See also: <pdf link>
(If you care about 10G+ SSH, you want to read that PDF.)
This made a huge difference, giving
me basically 1G wire speeds for my ZFS transfers. But that difference
made me scratch my head, because why was switching SSH ciphers
making a difference when ssh
wasn't CPU-limited in the first
place? I came up with various theories and guesses, until today I
had a sudden terrible suspicion. The result of testing and confirming
that suspicion was another tweet:
Today I learned or re-learned a valuable lesson: in practice, top output is system dependent, in ways that are not necessarily obvious. For instance, CPU % on multi-CPU systems.
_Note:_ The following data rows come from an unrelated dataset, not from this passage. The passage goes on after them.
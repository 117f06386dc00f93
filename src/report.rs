//! Rendering of a finished run.

use crate::runner::RunSummary;
use colored::Colorize;
use std::fmt::Write as _;
use std::time::Duration;

/// Report format selected on the command line.
#[derive(Clone, Copy, Debug, Default, PartialEq, Eq, clap::ValueEnum)]
pub enum OutputFormat {
    /// Human-readable output with checkmarks
    #[default]
    Human,
    /// Machine-readable JSON output
    Json,
    /// JUnit XML output for CI systems
    Junit,
}

/// Render `summary` in the requested format.
pub fn render(summary: &RunSummary, format: OutputFormat) -> Result<String, serde_json::Error> {
    match format {
        OutputFormat::Human => Ok(format_human(summary)),
        OutputFormat::Json => {
            let mut json = serde_json::to_string_pretty(summary)?;
            json.push('\n');
            Ok(json)
        }
        OutputFormat::Junit => Ok(format_junit_xml(summary)),
    }
}

/// One line per test, failure details indented under it, then a summary line.
pub fn format_human(summary: &RunSummary) -> String {
    let mut out = String::new();

    for test in &summary.results {
        let mark = if test.passed {
            "✓".green()
        } else {
            "✗".red()
        };
        let _ = writeln!(
            out,
            "{mark} {}: {} ({:.2?})",
            test.name, test.command, test.duration
        );
        for failure in &test.failures {
            for line in failure.lines() {
                let _ = writeln!(out, "    {line}");
            }
        }
    }

    out.push('\n');
    out.push_str(&summary_line(summary));
    out.push('\n');
    out
}

/// The closing line of a human report.
pub fn summary_line(summary: &RunSummary) -> String {
    if summary.failed > 0 {
        format!(
            "Number of failed tests: {}/{}",
            summary.failed, summary.total
        )
    } else {
        "All tests have been performed. No error!".to_string()
    }
}

/// Format test results as JUnit XML.
pub fn format_junit_xml(summary: &RunSummary) -> String {
    let total_time: Duration = summary.results.iter().map(|t| t.duration).sum();

    let mut xml = String::new();
    xml.push_str("<?xml version=\"1.0\" encoding=\"UTF-8\"?>\n");
    let _ = writeln!(
        xml,
        "<testsuites tests=\"{}\" failures=\"{}\" time=\"{:.3}\">",
        summary.total,
        summary.failed,
        total_time.as_secs_f64()
    );
    let _ = writeln!(
        xml,
        "  <testsuite name=\"dirtest\" tests=\"{}\" failures=\"{}\" time=\"{:.3}\">",
        summary.total,
        summary.failed,
        total_time.as_secs_f64()
    );

    for test in &summary.results {
        let _ = writeln!(
            xml,
            "    <testcase name=\"{}\" classname=\"{}\" time=\"{:.3}\">",
            escape_xml(&test.name),
            escape_xml(&test.command),
            test.duration.as_secs_f64()
        );

        if !test.passed {
            let message = test
                .failures
                .first()
                .and_then(|s| s.lines().next())
                .unwrap_or("Test failed");
            let _ = writeln!(xml, "      <failure message=\"{}\">", escape_xml(message));
            for failure in &test.failures {
                let _ = writeln!(xml, "{}", escape_xml(failure));
            }
            xml.push_str("      </failure>\n");
        }

        xml.push_str("    </testcase>\n");
    }

    xml.push_str("  </testsuite>\n");
    xml.push_str("</testsuites>\n");
    xml
}

/// Escape special XML characters.
fn escape_xml(s: &str) -> String {
    s.replace('&', "&amp;")
        .replace('<', "&lt;")
        .replace('>', "&gt;")
        .replace('"', "&quot;")
        .replace('\'', "&apos;")
}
(On some systems, CPU % is the percent of a single CPU; on some it's a % of all CPUs.)
You see, the reason that I had confidently known that SSH wasn't
CPU-limited on sending machine, which was one of our OmniOS
fileservers, is that I had run top
and
seen that the ssh
process was only using 25% of the CPU. Case
closed.
Except that OmniOS top
and Linux's top
report CPU usage percentages
differently. On Linux, CPU percentage is relative to a single CPU,
so 25% is a quarter of one CPU, 100% is all of it, and over 100%
is a multi-threaded program that is using up more than one CPU's
worth of CPU time. On OmniOS, the version of top
we're using comes
from pkgsrc (in what is by now a very
old version), and that version reports CPU percentage relative to
all CPUs in the machine. Our OmniOS fileservers are 4-CPU
machines,
so that '25% CPU' was actually 'all of a single CPU'. In other words,
I was completely wrong about the sending ssh
not being CPU-limited.
Since ssh
was CPU limited after all, it's suddenly no surprise why
switching ciphers sped things up to basically wire speed.
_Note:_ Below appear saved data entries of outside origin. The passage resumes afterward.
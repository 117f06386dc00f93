//! Process execution with a wall-clock timeout.

use crate::command::TestCommand;
use crate::error::ExecError;
use std::fs::File;
use std::io::Read;
use std::process::{Child, ExitStatus, Stdio};
use std::thread::{self, JoinHandle};
use std::time::{Duration, Instant};
use tracing::debug;

/// Default timeout per test.
pub const DEFAULT_TIMEOUT: Duration = Duration::from_secs(30);

const POLL_INTERVAL: Duration = Duration::from_millis(10);

/// How the process ended.
#[derive(Debug, Clone, PartialEq, Eq)]
pub enum RunStatus {
    Exited(i32),
    /// No valid exit code is available.
    Failed(ExecError),
}

/// Everything captured from one invocation.
#[derive(Debug, Clone, PartialEq, Eq)]
pub struct ExecutionResult {
    pub stdout: String,
    pub stderr: String,
    pub status: RunStatus,
}

impl ExecutionResult {
    fn failed(err: ExecError) -> Self {
        Self {
            stdout: String::new(),
            stderr: String::new(),
            status: RunStatus::Failed(err),
        }
    }
}

/// Run `command` to completion or until `timeout` elapses.
///
/// Both output streams are buffered in full. The timeout also covers
/// background processes that keep the pipes open after the shell exits. On
/// timeout the process (and anything it spawned, on Unix) is killed and
/// whatever it had written so far is returned alongside [`ExecError::TimedOut`].
pub fn execute(command: TestCommand, timeout: Duration) -> ExecutionResult {
    let mut cmd = command.to_command();

    let stdin = match &command.stdin {
        Some(path) => match File::open(path) {
            Ok(file) => Stdio::from(file),
            Err(e) => {
                return ExecutionResult::failed(ExecError::Launch(format!(
                    "failed to open stdin {}: {e}",
                    path.display()
                )));
            }
        },
        None => Stdio::null(),
    };
    cmd.stdin(stdin);
    cmd.stdout(Stdio::piped());
    cmd.stderr(Stdio::piped());

    #[cfg(unix)]
    {
        use std::os::unix::process::CommandExt;
        cmd.process_group(0);
    }

    let mut child = match cmd.spawn() {
        Ok(child) => child,
        Err(e) => {
            return ExecutionResult::failed(ExecError::Launch(format!(
                "failed to spawn `{}`: {e}",
                command.shell_line()
            )));
        }
    };
    debug!(pid = child.id(), command = %command.display(), "spawned");

    // Drain both pipes while waiting so a chatty child never blocks on a full pipe.
    let stdout_reader = child.stdout.take().map(spawn_reader);
    let stderr_reader = child.stderr.take().map(spawn_reader);

    let start = Instant::now();
    let mut status = wait_with_timeout(&mut child, start, timeout);

    // Anything the program left running in the background still holds the pipes.
    if !wait_for_readers([&stdout_reader, &stderr_reader], start + timeout) {
        debug!(pid = child.id(), "output still open after timeout, killing");
        kill(&mut child);
        status = RunStatus::Failed(ExecError::TimedOut(timeout));
    }

    ExecutionResult {
        stdout: collect(stdout_reader),
        stderr: collect(stderr_reader),
        status,
    }
}

fn spawn_reader<R: Read + Send + 'static>(mut pipe: R) -> JoinHandle<Vec<u8>> {
    thread::spawn(move || {
        let mut buf = Vec::new();
        let _ = pipe.read_to_end(&mut buf);
        buf
    })
}

/// True once every reader has hit end of file, false if `deadline` passes first.
fn wait_for_readers(readers: [&Option<JoinHandle<Vec<u8>>>; 2], deadline: Instant) -> bool {
    loop {
        if readers
            .iter()
            .all(|reader| reader.as_ref().is_none_or(|handle| handle.is_finished()))
        {
            return true;
        }
        if Instant::now() >= deadline {
            return false;
        }
        thread::sleep(POLL_INTERVAL);
    }
}

fn collect(reader: Option<JoinHandle<Vec<u8>>>) -> String {
    reader
        .and_then(|handle| handle.join().ok())
        .map(|bytes| String::from_utf8_lossy(&bytes).into_owned())
        .unwrap_or_default()
}

fn wait_with_timeout(child: &mut Child, start: Instant, timeout: Duration) -> RunStatus {
    loop {
        match child.try_wait() {
            Ok(Some(status)) => return run_status(status),
            Ok(None) => {
                if start.elapsed() > timeout {
                    debug!(pid = child.id(), "timed out, killing");
                    kill(child);
                    let _ = child.wait();
                    return RunStatus::Failed(ExecError::TimedOut(timeout));
                }
                thread::sleep(POLL_INTERVAL);
            }
            Err(e) => {
                kill(child);
                let _ = child.wait();
                return RunStatus::Failed(ExecError::Launch(format!("failed to wait: {e}")));
            }
        }
    }
}

fn run_status(status: ExitStatus) -> RunStatus {
    if let Some(code) = status.code() {
        return RunStatus::Exited(code);
    }

    #[cfg(unix)]
    {
        use std::os::unix::process::ExitStatusExt;
        if let Some(signal) = status.signal() {
            return RunStatus::Failed(ExecError::Signaled(signal));
        }
    }

    RunStatus::Failed(ExecError::Launch(format!(
        "process ended without an exit code: {status}"
    )))
}

#[cfg(unix)]
fn kill(child: &mut Child) {
    // The shell leads its own process group; signal the whole group.
    let Ok(pgid) = libc::pid_t::try_from(child.id()) else {
        let _ = child.kill();
        return;
    };
    // SAFETY: kill(2) has no memory-safety preconditions.
    unsafe {
        libc::kill(-pgid, libc::SIGKILL);
    }
}

#[cfg(not(unix))]
fn kill(child: &mut Child) {
    let _ = child.kill();
}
(Years ago I established that the old SunSSH that OmniOS was using
back then was rather slow, but then later we
upgraded to OpenSSH and I sort of thought that
I could not worry about SSH speeds any more. Well, I was wrong. Of
course, nothing can beat not doing SSH at all but instead using, say,
mbuffer. Using mbuffer
also means that you can deliberately limit your transfer bandwidth
to leave some room for things like NFS fileservice.)
PS: There are apparently more versions than you might think. On the FreeBSD
10.4 machine I have access to, top
reports CPU percentage in the
same way Linux does (100% is a single-threaded process using all
of one CPU). Although both the FreeBSD version and our OmniOS version
say they're the William LeFebvre implementation and have similar
version numbers, apparently they diverged significantly at some
point, probably when people had to start figuring out how to make
the original version of top
deal with multi-CPU machines.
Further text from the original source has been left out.